Records from a data collection:
-- Opening Marker --

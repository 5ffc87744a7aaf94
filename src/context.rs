//! Context tags qualifying a registration.
//!
//! Several instances of the same type can live side by side in a locator as long
//! as each is registered under a different [`Context`]. Callers that do not care
//! use [`Context::General`], which is also the `Default`.

use std::borrow::Cow;
use std::fmt;

/// Secondary key distinguishing instances registered under the same type.
///
/// # Examples
///
/// ```rust
/// use service_locator::Context;
///
/// let debug: Context = "Debug".into();
/// assert_eq!(debug, Context::named("Debug"));
/// assert_ne!(debug, Context::General);
/// assert_eq!(Context::default(), Context::General);
/// ```
#[derive(Debug, Clone, Default, PartialEq, Eq, Hash)]
pub enum Context {
    /// The tag used when the caller supplies none.
    #[default]
    General,
    /// A caller-chosen tag.
    Named(Cow<'static, str>),
}

impl Context {
    /// Builds a named context tag.
    pub fn named(name: impl Into<Cow<'static, str>>) -> Self {
        Context::Named(name.into())
    }

    /// Returns `true` for the default tag. A tag named "General" is not the default.
    pub fn is_general(&self) -> bool {
        matches!(self, Context::General)
    }
}

impl From<&'static str> for Context {
    fn from(name: &'static str) -> Self {
        Context::Named(Cow::Borrowed(name))
    }
}

impl From<String> for Context {
    fn from(name: String) -> Self {
        Context::Named(Cow::Owned(name))
    }
}

/// Renders the default tag as `General` and a named tag as its bare name.
///
/// `Context::named("General")` therefore displays exactly like `Context::General`
/// while being a different key. Error messages and events built from this output
/// cannot tell the two apart; use the `Debug` form (`General` vs
/// `Named("General")`) when the distinction matters, and avoid "General" as a name.
impl fmt::Display for Context {
    fn fmt(&self, f: &mut fmt::Formatter<'_>) -> fmt::Result {
        match self {
            Context::General => write!(f, "General"),
            Context::Named(name) => write!(f, "{name}"),
        }
    }
}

-- Closing Marker --

▸ Exercise instructions: Pull every line containing the string "under" out of the data above and copy it.

▸ Solution:
//! as each is registered under a different [`Context`]. Callers that do not care
/// Secondary key distinguishing instances registered under the same type.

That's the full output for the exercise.